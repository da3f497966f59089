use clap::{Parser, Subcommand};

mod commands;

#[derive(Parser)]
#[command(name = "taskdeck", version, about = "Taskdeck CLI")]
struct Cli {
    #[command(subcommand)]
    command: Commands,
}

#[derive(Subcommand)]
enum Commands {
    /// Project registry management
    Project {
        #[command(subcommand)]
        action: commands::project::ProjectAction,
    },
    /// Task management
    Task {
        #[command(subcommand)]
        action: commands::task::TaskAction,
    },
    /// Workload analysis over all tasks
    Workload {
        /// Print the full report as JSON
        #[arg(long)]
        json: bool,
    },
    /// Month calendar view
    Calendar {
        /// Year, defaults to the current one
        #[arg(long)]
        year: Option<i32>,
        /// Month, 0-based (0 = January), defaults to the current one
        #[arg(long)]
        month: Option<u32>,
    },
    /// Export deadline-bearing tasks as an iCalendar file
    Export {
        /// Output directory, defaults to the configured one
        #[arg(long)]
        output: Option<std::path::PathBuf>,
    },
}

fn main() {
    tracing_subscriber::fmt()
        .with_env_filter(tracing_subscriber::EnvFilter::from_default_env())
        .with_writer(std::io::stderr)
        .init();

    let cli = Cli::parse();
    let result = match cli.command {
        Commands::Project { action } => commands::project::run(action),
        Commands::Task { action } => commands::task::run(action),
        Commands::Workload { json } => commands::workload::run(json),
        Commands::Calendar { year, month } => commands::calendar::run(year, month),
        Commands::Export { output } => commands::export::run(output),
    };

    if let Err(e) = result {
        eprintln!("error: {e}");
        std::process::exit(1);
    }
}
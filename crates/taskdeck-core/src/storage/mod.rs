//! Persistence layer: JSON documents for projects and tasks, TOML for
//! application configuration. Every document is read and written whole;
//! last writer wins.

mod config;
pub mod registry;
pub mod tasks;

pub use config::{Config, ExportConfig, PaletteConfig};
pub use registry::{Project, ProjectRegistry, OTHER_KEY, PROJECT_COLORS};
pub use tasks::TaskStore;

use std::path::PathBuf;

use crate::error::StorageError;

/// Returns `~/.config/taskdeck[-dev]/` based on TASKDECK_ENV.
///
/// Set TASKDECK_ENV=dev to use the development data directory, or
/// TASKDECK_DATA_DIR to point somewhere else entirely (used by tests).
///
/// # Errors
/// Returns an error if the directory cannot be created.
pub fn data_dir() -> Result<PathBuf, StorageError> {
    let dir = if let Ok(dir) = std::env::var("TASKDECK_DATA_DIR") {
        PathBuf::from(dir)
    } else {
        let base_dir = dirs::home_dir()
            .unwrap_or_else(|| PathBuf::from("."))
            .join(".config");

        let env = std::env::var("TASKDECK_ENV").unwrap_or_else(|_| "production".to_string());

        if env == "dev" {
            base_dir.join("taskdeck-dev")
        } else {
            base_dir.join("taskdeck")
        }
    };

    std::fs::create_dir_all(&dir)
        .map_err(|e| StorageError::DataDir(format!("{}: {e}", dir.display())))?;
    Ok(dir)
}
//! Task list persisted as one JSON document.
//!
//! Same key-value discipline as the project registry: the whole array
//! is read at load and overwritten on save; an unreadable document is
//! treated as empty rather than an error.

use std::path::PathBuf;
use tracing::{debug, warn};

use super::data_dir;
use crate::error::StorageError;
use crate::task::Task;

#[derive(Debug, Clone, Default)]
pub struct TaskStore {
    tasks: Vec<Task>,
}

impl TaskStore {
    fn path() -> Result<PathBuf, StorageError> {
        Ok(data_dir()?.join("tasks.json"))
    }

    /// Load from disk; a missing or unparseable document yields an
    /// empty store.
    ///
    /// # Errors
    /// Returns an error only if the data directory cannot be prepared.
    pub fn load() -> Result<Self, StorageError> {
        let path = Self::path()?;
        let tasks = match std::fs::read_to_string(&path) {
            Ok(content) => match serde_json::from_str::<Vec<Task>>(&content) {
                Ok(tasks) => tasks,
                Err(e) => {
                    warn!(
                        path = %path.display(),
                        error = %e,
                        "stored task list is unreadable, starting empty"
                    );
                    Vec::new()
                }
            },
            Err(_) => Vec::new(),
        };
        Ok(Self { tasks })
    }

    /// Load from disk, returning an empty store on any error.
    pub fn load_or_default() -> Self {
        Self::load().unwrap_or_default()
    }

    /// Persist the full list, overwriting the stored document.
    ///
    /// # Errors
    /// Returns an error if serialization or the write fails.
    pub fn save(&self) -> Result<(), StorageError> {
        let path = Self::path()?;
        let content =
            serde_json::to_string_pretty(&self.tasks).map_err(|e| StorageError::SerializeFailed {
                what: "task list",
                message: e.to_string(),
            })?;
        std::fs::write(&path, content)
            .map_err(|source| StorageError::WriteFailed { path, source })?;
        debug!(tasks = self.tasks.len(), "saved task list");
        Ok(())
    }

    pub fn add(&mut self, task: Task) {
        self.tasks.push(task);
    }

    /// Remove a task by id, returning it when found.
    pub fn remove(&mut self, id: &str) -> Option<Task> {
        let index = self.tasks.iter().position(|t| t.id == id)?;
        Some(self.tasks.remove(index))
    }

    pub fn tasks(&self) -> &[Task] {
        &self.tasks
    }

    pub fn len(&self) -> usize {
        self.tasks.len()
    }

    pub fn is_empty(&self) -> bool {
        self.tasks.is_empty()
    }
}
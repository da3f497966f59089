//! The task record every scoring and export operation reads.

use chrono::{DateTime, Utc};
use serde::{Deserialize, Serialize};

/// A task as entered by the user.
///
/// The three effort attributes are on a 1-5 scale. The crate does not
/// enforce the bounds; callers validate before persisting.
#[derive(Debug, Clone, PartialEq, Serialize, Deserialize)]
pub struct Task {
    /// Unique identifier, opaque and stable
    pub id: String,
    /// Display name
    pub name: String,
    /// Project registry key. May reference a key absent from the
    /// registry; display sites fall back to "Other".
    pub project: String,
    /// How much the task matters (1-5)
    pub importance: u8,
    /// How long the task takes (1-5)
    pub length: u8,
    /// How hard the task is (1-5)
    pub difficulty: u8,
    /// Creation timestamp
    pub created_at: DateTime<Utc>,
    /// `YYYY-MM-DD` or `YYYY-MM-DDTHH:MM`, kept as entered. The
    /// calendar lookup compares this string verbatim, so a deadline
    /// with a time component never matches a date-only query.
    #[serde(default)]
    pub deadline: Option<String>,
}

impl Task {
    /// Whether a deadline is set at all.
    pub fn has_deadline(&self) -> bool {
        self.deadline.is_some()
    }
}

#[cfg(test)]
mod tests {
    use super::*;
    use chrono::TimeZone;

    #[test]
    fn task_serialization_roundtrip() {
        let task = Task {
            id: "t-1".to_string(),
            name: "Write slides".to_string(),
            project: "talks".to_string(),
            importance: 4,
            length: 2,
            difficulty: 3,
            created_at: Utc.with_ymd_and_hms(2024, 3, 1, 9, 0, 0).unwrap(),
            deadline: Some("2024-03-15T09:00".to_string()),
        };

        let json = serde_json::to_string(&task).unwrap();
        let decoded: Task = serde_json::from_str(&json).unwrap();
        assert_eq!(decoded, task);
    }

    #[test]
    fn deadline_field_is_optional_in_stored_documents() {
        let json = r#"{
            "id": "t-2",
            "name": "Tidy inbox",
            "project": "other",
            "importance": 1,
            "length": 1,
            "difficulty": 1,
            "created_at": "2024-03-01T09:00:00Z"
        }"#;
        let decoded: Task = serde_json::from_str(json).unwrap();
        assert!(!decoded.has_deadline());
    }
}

================

§ **Task statement**
Only the lines from the first line of the records through the line containing "and written whole;" should be repeated, exactly as they appear.

§ **Solution to this exercise**
repository da3f497966f59089
use clap::{Parser, Subcommand};

mod commands;

#[derive(Parser)]
#[command(name = "taskdeck", version, about = "Taskdeck CLI")]
struct Cli {
    #[command(subcommand)]
    command: Commands,
}

#[derive(Subcommand)]
enum Commands {
    /// Project registry management
    Project {
        #[command(subcommand)]
        action: commands::project::ProjectAction,
    },
    /// Task management
    Task {
        #[command(subcommand)]
        action: commands::task::TaskAction,
    },
    /// Workload analysis over all tasks
    Workload {
        /// Print the full report as JSON
        #[arg(long)]
        json: bool,
    },
    /// Month calendar view
    Calendar {
        /// Year, defaults to the current one
        #[arg(long)]
        year: Option<i32>,
        /// Month, 0-based (0 = January), defaults to the current one
        #[arg(long)]
        month: Option<u32>,
    },
    /// Export deadline-bearing tasks as an iCalendar file
    Export {
        /// Output directory, defaults to the configured one
        #[arg(long)]
        output: Option<std::path::PathBuf>,
    },
}

fn main() {
    tracing_subscriber::fmt()
        .with_env_filter(tracing_subscriber::EnvFilter::from_default_env())
        .with_writer(std::io::stderr)
        .init();

    let cli = Cli::parse();
    let result = match cli.command {
        Commands::Project { action } => commands::project::run(action),
        Commands::Task { action } => commands::task::run(action),
        Commands::Workload { json } => commands::workload::run(json),
        Commands::Calendar { year, month } => commands::calendar::run(year, month),
        Commands::Export { output } => commands::export::run(output),
    };

    if let Err(e) = result {
        eprintln!("error: {e}");
        std::process::exit(1);
    }
}
filename crates/taskdeck-core/src/storage/mod.rs
//! Persistence layer: JSON documents for projects and tasks, TOML for
//! application configuration. Every document is read and written whole;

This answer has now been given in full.